In the 2020 Serbian local elections, the only opposition to the Progressive Party list came from the far-right Serbian Radical Party. Krstić led the Progressives to an absolute victory, with the list winning all twenty-five available seats.

He declared a state of emergency in Trgovište in July 2020 due to the proliferation of COVID-19 in the community. This was one of his last acts as mayor; he stood down shortly thereafter as he was not permitted to hold a dual mandate as a member of the national assembly.

===Member of the National Assembly===
Krstić received the 208th position on the Progressive Party's Let's Get Serbia Moving electoral list in the 2012 Serbian parliamentary election. The list won seventy-three mandates, and he was not returned. He was subsequently given the 173rd position on the party's Aleksandar Vučić — For Our Children list in the 2020 parliamentary election and was elected when the list won a landslide majority with 188 out of 250 mandates.

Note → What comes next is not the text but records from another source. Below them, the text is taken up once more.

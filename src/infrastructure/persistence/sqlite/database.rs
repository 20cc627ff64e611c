//! SQLite Database - 数据库连接池、迁移和示例数据

use sqlx::sqlite::{SqliteConnectOptions, SqliteJournalMode, SqlitePoolOptions, SqliteSynchronous};
use sqlx::{Pool, Sqlite};
use std::path::{Path, PathBuf};
use std::str::FromStr;
use std::time::Duration;

/// 数据库位置
#[derive(Debug, Clone, PartialEq, Eq)]
pub enum DatabaseLocation {
    /// 磁盘文件，不存在时自动创建
    File(PathBuf),
    /// 内存库，连接关闭即丢失
    Memory,
}

/// 数据库连接池配置
#[derive(Debug, Clone)]
pub struct DatabaseConfig {
    pub location: DatabaseLocation,
    /// 启动时建立并保持的最少连接数
    pub min_connections: u32,
    /// 最大连接数
    pub max_connections: u32,
    /// 空闲连接回收时间，None 表示不回收
    pub idle_timeout: Option<Duration>,
    /// 获取连接的最长等待时间，超时返回错误而不是无限排队
    pub acquire_timeout: Duration,
}

impl Default for DatabaseConfig {
    fn default() -> Self {
        Self {
            location: DatabaseLocation::File(PathBuf::from("data/roster.db")),
            min_connections: 5,
            max_connections: 20,
            idle_timeout: Some(Duration::from_secs(30 * 60)),
            acquire_timeout: Duration::from_secs(30),
        }
    }
}

impl DatabaseConfig {
    pub fn new(path: impl AsRef<Path>) -> Self {
        Self {
            location: DatabaseLocation::File(path.as_ref().to_path_buf()),
            ..Self::default()
        }
    }

    /// 内存数据库：每个连接都是独立的库，因此只能使用单连接且不回收
    pub fn in_memory() -> Self {
        Self {
            location: DatabaseLocation::Memory,
            min_connections: 1,
            max_connections: 1,
            idle_timeout: None,
            acquire_timeout: Duration::from_secs(5),
        }
    }

    fn is_in_memory(&self) -> bool {
        self.location == DatabaseLocation::Memory
    }

    /// 文件路径直接交给 SQLite，不经过 URL 解析
    fn connect_options(&self) -> Result<SqliteConnectOptions, sqlx::Error> {
        match &self.location {
            DatabaseLocation::File(path) => Ok(SqliteConnectOptions::new()
                .filename(path)
                // WAL 允许并发读写
                .journal_mode(SqliteJournalMode::Wal)),
            DatabaseLocation::Memory => SqliteConnectOptions::from_str("sqlite::memory:"),
        }
    }
}

/// 数据库连接池
pub type DbPool = Pool<Sqlite>;

/// 创建数据库连接池
///
/// 连接在归还（drop）时自动回到池中
pub async fn create_pool(config: &DatabaseConfig) -> Result<DbPool, sqlx::Error> {
    let options = config
        .connect_options()?
        .create_if_missing(true)
        // 遇到锁时等待 5s 而不是立即失败
        .busy_timeout(Duration::from_millis(5000))
        .synchronous(SqliteSynchronous::Normal);

    let mut pool_options = SqlitePoolOptions::new()
        .min_connections(config.min_connections)
        .max_connections(config.max_connections)
        .idle_timeout(config.idle_timeout)
        .acquire_timeout(config.acquire_timeout);

    if config.is_in_memory() {
        // 连接关闭即丢失数据
        pool_options = pool_options.max_lifetime(None::<Duration>);
    }

    let pool = pool_options.connect_with(options).await?;

    tracing::info!(
        min_connections = config.min_connections,
        max_connections = config.max_connections,
        idle_timeout_secs = config.idle_timeout.map(|d| d.as_secs()),
        "SQLite pool created"
    );

    Ok(pool)
}

/// 运行数据库迁移
pub async fn run_migrations(pool: &DbPool) -> Result<(), sqlx::Error> {
    sqlx::query(
        r#"
        CREATE TABLE IF NOT EXISTS users (
            id INTEGER PRIMARY KEY AUTOINCREMENT,
            name TEXT NOT NULL,
            email TEXT NOT NULL UNIQUE
        )
        "#,
    )
    .execute(pool)
    .await?;

    tracing::info!("Database migrations completed");
    Ok(())
}

/// 示例用户
pub const SAMPLE_USERS: &[(&str, &str)] = &[
    ("John Doe", "john@example.com"),
    ("Jane Smith", "jane@example.com"),
];

/// 写入示例用户，已存在的邮箱会被跳过，重复启动不会报错
pub async fn seed_sample_users(pool: &DbPool) -> Result<u64, sqlx::Error> {
    let mut tx = pool.begin().await?;
    let mut inserted = 0;

    for (name, email) in SAMPLE_USERS {
        inserted += sqlx::query("INSERT OR IGNORE INTO users (name, email) VALUES (?, ?)")
            .bind(*name)
            .bind(*email)
            .execute(&mut *tx)
            .await?
            .rows_affected();
    }

    tx.commit().await?;

    tracing::info!(inserted = inserted, "Sample users seeded");
    Ok(inserted)
}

He is a member of the assembly committee on labour, social issues, social inclusion, and poverty reduction; a deputy member of the committee on the judiciary, public administration, and local self-government; a deputy member of the committee on the economy, regional development, trade, tourism, and energy; the leader of Serbia's parliamentary friendship group with Ecuador; and a member of the parliamentary friendship groups with Bulgaria, Croatia, Greece, Montenegro, North Macedonia, and Russia.